Domingo García y Vásquez (c. 1859 – 1912) was a Spanish-born Brazilian landscape painter.

== Biography ==
His father owned a company in Rio de Janeiro and brought Domingo there to be with him sometime between 1871 and 1876. He was enrolled at the Academia Imperial de Belas Artes (AIBA) from 1879 to 1884, where he became a student of the German landscape painter Georg Grimm.

When Grimm staged a protest against the Academy's teaching methods, García joined him and several other students (including Giovanni Battista Castagneto, Antônio Parreiras and Hipólito Boaventura Caron) in leaving the Academy to establish their own school in Niterói, where they painted plein-air and came to be known as the "Grupo Grimm". This proved to be a very successful time in his life. He was awarded medals at various exhibitions in 1880, 1881, 1882 and won a Gold Medal in 1884. After the Grupo Grimm broke up, he went to France, where he studied with Hector Hanoteau and Henri-Joseph Harpignies from 1885 to 1888.

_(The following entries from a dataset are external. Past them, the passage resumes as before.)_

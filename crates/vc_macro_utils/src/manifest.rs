use std::collections::BTreeMap;
use std::env;
use std::path::{Path, PathBuf};
use std::sync::{PoisonError, RwLock};
use std::time::SystemTime;

use toml_edit::{Document, Item, Table};

const UMBRELLA_NAME: &str = "vc_databind";
const WORKSPACE_PREFIX: &str = "vc_";

/// The `Cargo.toml` of the crate invoking a macro.
///
/// Generated code must name the workspace crates the way the invoking crate
/// can reach them, which depends on what it depends on.
///
/// # Example
///
/// ```rust
/// # use vc_macro_utils::Manifest;
/// let path: syn::Path = Manifest::shared(|m| m.get_crate_path("vc_bind"));
/// ```
///
/// # Resolution rules
///
/// 1. A crate listed in `dependencies` is named `::crate_name`.
/// 2. A `vc_` crate reached through the umbrella crate `vc_databind` is
///    named `::vc_databind::short_name` (`vc_bind` becomes
///    `::vc_databind::bind`).
/// 3. Rules 1 and 2 are repeated for `dev-dependencies`.
/// 4. Anything else falls back to `::crate_name`.
///
/// A crate naming itself from its own tests should declare
/// `extern crate self as crate_name;` so that rule 4 holds there too.
#[derive(Debug)]
pub struct Manifest {
    pub manifest: Document<Box<str>>,
    pub modified_time: SystemTime,
}

impl Manifest {
    #[inline(never)]
    fn manifest_path() -> PathBuf {
        let Some(dir) = env::var_os("CARGO_MANIFEST_DIR") else {
            panic!("CARGO_MANIFEST_DIR is not set, macros must be expanded by cargo");
        };
        let path = PathBuf::from(dir).join("Cargo.toml");
        assert!(path.exists(), "no cargo manifest at {}", path.display());
        path
    }

    #[inline(never)]
    fn modified_time(path: &Path) -> Option<SystemTime> {
        std::fs::metadata(path).and_then(|metadata| metadata.modified()).ok()
    }

    #[inline(never)]
    fn read(path: &Path) -> Document<Box<str>> {
        let text = std::fs::read_to_string(path)
            .unwrap_or_else(|err| panic!("cannot read {}: {err}", path.display()))
            .into_boxed_str();
        Document::parse(text)
            .unwrap_or_else(|err| panic!("cannot parse {}: {err}", path.display()))
    }

    fn parse_path(path: &str) -> syn::Path {
        syn::parse_str(path).unwrap_or_else(|err| panic!("`{path}` is not a path: {err}"))
    }

    fn find_in(deps: &Table, name: &str) -> Option<syn::Path> {
        if deps.contains_key(name) {
            return Some(Self::parse_path(&format!("::{name}")));
        }
        let short = name.strip_prefix(WORKSPACE_PREFIX)?;
        deps.contains_key(UMBRELLA_NAME)
            .then(|| Self::parse_path(&format!("::{UMBRELLA_NAME}::{short}")))
    }

    /// The path of crate `name` as seen from the invoking crate.
    #[inline(never)]
    pub fn get_crate_path(&self, name: &str) -> syn::Path {
        ["dependencies", "dev-dependencies"]
            .into_iter()
            .filter_map(|table| match self.manifest.get(table) {
                Some(Item::Table(deps)) => Self::find_in(deps, name),
                _ => None,
            })
            .next()
            .unwrap_or_else(|| Self::parse_path(&format!("::{name}")))
    }

    /// Runs `func` on the invoking crate's manifest.
    ///
    /// Manifests are parsed once per path and kept until the file changes.
    /// Callers should still resolve their paths once per macro invocation.
    pub fn shared<R>(func: impl FnOnce(&Self) -> R) -> R {
        static MANIFESTS: RwLock<BTreeMap<PathBuf, Manifest>> = RwLock::new(BTreeMap::new());

        let path = Self::manifest_path();
        let modified_time = Self::modified_time(&path).unwrap_or(SystemTime::UNIX_EPOCH);

        {
            let manifests = MANIFESTS.read().unwrap_or_else(PoisonError::into_inner);
            if let Some(manifest) = manifests.get(&path)
                && manifest.modified_time == modified_time
            {
                return func(manifest);
            }
        }

        let manifest = Manifest {
            manifest: Self::read(&path),
            modified_time,
        };
        let result = func(&manifest);
        MANIFESTS
            .write()
            .unwrap_or_else(PoisonError::into_inner)
            .insert(path, manifest);
        result
    }
}

// -----------------------------------------------------------------------------
// Tests

#[cfg(test)]
mod tests {
    use super::*;
    use quote::ToTokens;

    fn manifest(text: &str) -> Manifest {
        Manifest {
            manifest: Document::parse(Box::<str>::from(text)).unwrap(),
            modified_time: SystemTime::UNIX_EPOCH,
        }
    }

    fn resolve(text: &str, name: &str) -> String {
        manifest(text)
            .get_crate_path(name)
            .to_token_stream()
            .to_string()
            .replace(' ', "")
    }

    #[test]
    fn direct_dependency() {
        assert_eq!(resolve("[dependencies]\nvc_bind = \"0.0\"\n", "vc_bind"), "::vc_bind");
    }

    #[test]
    fn through_umbrella() {
        let text = "[dependencies]\nvc_databind = \"0.0\"\n";
        assert_eq!(resolve(text, "vc_bind"), "::vc_databind::bind");
        assert_eq!(resolve(text, "serde"), "::serde");
    }

    #[test]
    fn dev_dependencies() {
        let text = "[dev-dependencies]\nvc_databind = \"0.0\"\n";
        assert_eq!(resolve(text, "vc_token"), "::vc_databind::token");
    }
}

When he returned from Europe, he discovered that his paintings were no longer very popular in Brazil. Introverted by nature, he became filled with self-doubt and fell into poverty. For much of the nineties, he gave up painting altogether, and spent his time taking long walks along the beach or fishing to earn a little money.

In 1901, he got up the courage to have a small exhibit at the "Exposição Geral de Belas Artes". Four years later, he made a long tour of the Serra da Estrela, in Teresópolis, producing several major works for display at the Exposição in 1906. His paintings were praised, but were not accepted for the exhibition. As a result, he became severely depressed and returned to his aimless behavior. In 1912, he committed suicide during the evening show at the Cinema Soberano on the Rua da Carioca.